Centro Dom Bosco instrumentaliza a Fé para defender políticos favoritos

carreata fracassada
Manifestação fracassada em favor de Bolsonaro.

Durante esses dias de pandemia, o Centro Dom Bosco (RJ) tem infelizmente instrumentalizado a Fé Católica para defender políticos associados ao Governo. Se por um lado é verdade que entre o atual Presidente e Fernando Haddad, Bolsonaro poderia ser visto como um mal menor, nada justifica instrumentalizar a Fé Católica para promover um Governo que está longe de ser católico. Utilizando-se de uma imagem de Nossa Senhora de Fátima e rezando o Rosário, no entanto, o Centro Dom Bosco fez uma manifestação “pelas intenções do presidente”, em que nossa Fé foi instrumentalizada por um grupo de jovens empolgados em favor das pautas de um político liberal que sequer estão diretamente relacionadas à nossa Fé. Como era de se esperar, a manifestação foi um fracasso. A adesão foi mínima e o Governo entrou em uma crise maior ainda depois dela.  Não satisfeitos, os líderes do CDB fizeram “lives” contra os adversários políticos do Presidente (em temas também não relacionados diretamente com nossa Religião), jurando haver algo de “católico” nisso. Por fim, publicaram ontem um texto em seu blog, onde os católicos que criticam Bolsonaro eram comparados a fariseus “arremessadores de pedras”. Em outras palavras, é como se fosse um: “Extra Bolsonaro Nulla Salus”.

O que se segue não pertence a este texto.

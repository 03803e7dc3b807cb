//! In-memory collaborators for pipeline tests.

#![allow(dead_code)]

use async_trait::async_trait;
use greenkeepr::{
    BuildCache, CheckRequest, Checker, CheckerError, CheckerExit, CodeHost, CreatedPullRequest,
    FileRepositoryStore, GitError, HostError, NewPullRequest, OpenPullRequest, PipelineContext,
    Repository, ServiceConfig, SourceControl, TemplateRenderer,
};
use std::collections::BTreeMap;
use std::path::{Path, PathBuf};
use std::sync::{Arc, Mutex};
use tempfile::TempDir;

pub fn fixtures_root() -> PathBuf {
    PathBuf::from(env!("CARGO_MANIFEST_DIR")).join("tests/fixtures")
}

pub fn fixture(path: &str) -> String {
    std::fs::read_to_string(fixtures_root().join(path)).unwrap()
}

/// Repository with the `greenkeep` plugin enabled.
pub fn repository(id: &str) -> Repository {
    Repository {
        id: id.to_string(),
        full_name: format!("acme/app-{id}"),
        access_token: "s3cret".to_string(),
        plugins: vec!["greenkeep".to_string()],
        git_url: format!("https://github.com/acme/app-{id}.git"),
        default_branch: "master".to_string(),
    }
}

/// A commit recorded by [`FakeSourceControl`].
#[derive(Debug, Clone)]
pub struct Commit {
    pub message: String,
    /// Staged path and its content at commit time.
    pub files: Vec<(String, String)>,
}

/// Working copy whose default branch always holds `files`.
#[derive(Default)]
pub struct FakeSourceControl {
    files: Mutex<BTreeMap<String, String>>,
    pub events: Mutex<Vec<String>>,
    pub commits: Mutex<Vec<Commit>>,
}

impl FakeSourceControl {
    pub fn with_files(files: &[(&str, String)]) -> Self {
        let fake = Self::default();
        for (path, content) in files {
            fake.set_file(path, content);
        }
        fake
    }

    pub fn set_file(&self, path: &str, content: &str) {
        self.files
            .lock()
            .unwrap()
            .insert(path.to_string(), content.to_string());
    }

    pub fn events(&self) -> Vec<String> {
        self.events.lock().unwrap().clone()
    }

    pub fn commits(&self) -> Vec<Commit> {
        self.commits.lock().unwrap().clone()
    }

    fn record(&self, event: String) {
        self.events.lock().unwrap().push(event);
    }
}

#[async_trait]
impl SourceControl for FakeSourceControl {
    async fn sync(&self, _repository: &Repository, checkout: &Path) -> Result<(), GitError> {
        if checkout.exists() {
            std::fs::remove_dir_all(checkout).unwrap();
        }
        for (path, content) in self.files.lock().unwrap().iter() {
            let file = checkout.join(path);
            std::fs::create_dir_all(file.parent().unwrap()).unwrap();
            std::fs::write(file, content).unwrap();
        }
        std::fs::create_dir_all(checkout).unwrap();

        self.record("sync".to_string());
        Ok(())
    }

    async fn create_branch(&self, _checkout: &Path, branch: &str) -> Result<(), GitError> {
        self.record(format!("branch {branch}"));
        Ok(())
    }

    async fn stage_and_commit(&self, checkout: &Path, files: &[String], message: &str) -> Result<(), GitError> {
        let files = files
            .iter()
            .map(|file| {
                let content = std::fs::read_to_string(checkout.join(file)).unwrap();
                (file.clone(), content)
            })
            .collect();

        self.commits.lock().unwrap().push(Commit {
            message: message.to_string(),
            files,
        });
        self.record("commit".to_string());
        Ok(())
    }

    async fn force_push(&self, _repository: &Repository, _checkout: &Path, branch: &str) -> Result<(), GitError> {
        self.record(format!("push {branch}"));
        Ok(())
    }

    async fn restore_default_branch(&self, repository: &Repository, _checkout: &Path) -> Result<(), GitError> {
        self.record(format!("restore {}", repository.default_branch));
        Ok(())
    }
}

/// Code host serving one configuration file and keeping created pull
/// requests open.
#[derive(Default)]
pub struct FakeHost {
    config: Mutex<Option<String>>,
    pub open: Mutex<Vec<OpenPullRequest>>,
    pub created: Mutex<Vec<NewPullRequest>>,
    pub config_fetches: Mutex<usize>,
}

impl FakeHost {
    pub fn with_config(config: &str) -> Self {
        let host = Self::default();
        host.set_config(Some(config));
        host
    }

    pub fn set_config(&self, config: Option<&str>) {
        *self.config.lock().unwrap() = config.map(str::to_string);
    }

    pub fn created(&self) -> Vec<NewPullRequest> {
        self.created.lock().unwrap().clone()
    }

    pub fn config_fetches(&self) -> usize {
        *self.config_fetches.lock().unwrap()
    }
}

#[async_trait]
impl CodeHost for FakeHost {
    async fn open_pull_requests(&self, _repository: &Repository) -> Result<Vec<OpenPullRequest>, HostError> {
        Ok(self.open.lock().unwrap().clone())
    }

    async fn create_pull_request(
        &self,
        repository: &Repository,
        pull_request: &NewPullRequest,
    ) -> Result<CreatedPullRequest, HostError> {
        let mut open = self.open.lock().unwrap();
        let number = open.len() as u64 + 1;
        open.push(OpenPullRequest {
            number,
            title: pull_request.title.clone(),
            body: pull_request.body.clone(),
        });
        self.created.lock().unwrap().push(pull_request.clone());

        Ok(CreatedPullRequest {
            number,
            url: format!("https://github.com/{}/pull/{number}", repository.full_name),
        })
    }

    async fn fetch_file(
        &self,
        _repository: &Repository,
        path: &str,
        _reference: Option<&str>,
    ) -> Result<Option<String>, HostError> {
        if path != ".sisyphus" {
            return Ok(None);
        }
        *self.config_fetches.lock().unwrap() += 1;
        Ok(self.config.lock().unwrap().clone())
    }
}

/// Checker writing a canned report and lockfile.
#[derive(Default)]
pub struct FakeChecker {
    report: Mutex<Option<String>>,
    lockfile: Mutex<Option<String>>,
    pub requests: Mutex<Vec<CheckRequest>>,
}

impl FakeChecker {
    pub fn with_report(report: &str) -> Self {
        let checker = Self::default();
        *checker.report.lock().unwrap() = Some(report.to_string());
        checker
    }

    pub fn set_lockfile(&self, content: &str) {
        *self.lockfile.lock().unwrap() = Some(content.to_string());
    }

    pub fn requests(&self) -> Vec<CheckRequest> {
        self.requests.lock().unwrap().clone()
    }
}

#[async_trait]
impl Checker for FakeChecker {
    async fn run(&self, request: &CheckRequest) -> Result<CheckerExit, CheckerError> {
        self.requests.lock().unwrap().push(request.clone());

        if request.entrypoint.is_none() {
            let report = request.mounts.iter().rfind(|mount| !mount.read_only).unwrap();
            if let Some(content) = self.report.lock().unwrap().as_deref() {
                std::fs::write(&report.host, content).unwrap();
            }
        } else if let Some(content) = self.lockfile.lock().unwrap().as_deref() {
            let lockfile = request
                .mounts
                .iter()
                .find(|mount| mount.container.ends_with(".lock"))
                .unwrap();
            std::fs::write(&lockfile.host, content).unwrap();
        }

        Ok(CheckerExit { code: Some(1) })
    }
}

/// A pipeline context over the fakes, rooted in a temporary directory.
pub struct Harness {
    pub temp: TempDir,
    pub host: Arc<FakeHost>,
    pub source_control: Arc<FakeSourceControl>,
    pub checker: Arc<FakeChecker>,
    pub ctx: PipelineContext,
}

impl Harness {
    pub fn new(host: FakeHost, source_control: FakeSourceControl, checker: FakeChecker) -> Self {
        let temp = TempDir::new().unwrap();
        let data = temp.path().join("repositories");
        std::fs::create_dir_all(&data).unwrap();

        let host = Arc::new(host);
        let source_control = Arc::new(source_control);
        let checker = Arc::new(checker);

        let ctx = PipelineContext {
            store: Arc::new(FileRepositoryStore::new(&data)),
            host: host.clone(),
            source_control: source_control.clone(),
            checker: checker.clone(),
            build_cache: BuildCache::new(temp.path().join("cache")),
            languages: Arc::new(ServiceConfig::default().languages),
            checkout_root: temp.path().join("checkouts"),
            renderer: Arc::new(TemplateRenderer::new()),
            dry_run: false,
        };

        Self {
            temp,
            host,
            source_control,
            checker,
            ctx,
        }
    }

    pub fn data_path(&self) -> PathBuf {
        self.temp.path().join("repositories")
    }

    /// Stores `repository` and returns it.
    pub fn store(&self, repository: Repository) -> Repository {
        let path = self.data_path().join(format!("{}.json", repository.id));
        std::fs::write(path, serde_json::to_string(&repository).unwrap()).unwrap();
        repository
    }
}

Breve histórico da decadência do CDB

No início do ano, o Centro Dom Bosco passava por um momento de aparente progresso intelectual. Com a eleição de 2018 cada vez mais distante, seus líderes começavam a se desassociar da imagem de “extensão católica da Nova Direita” para combater publicamente os novos perigos que ameaçam a Fé dos brasileiros como as figuras “sacrossantas” da direita (Ítalo Marsili, Josias Teófilo, Sara Winter, etc) e até mesmo a heresia perenialista.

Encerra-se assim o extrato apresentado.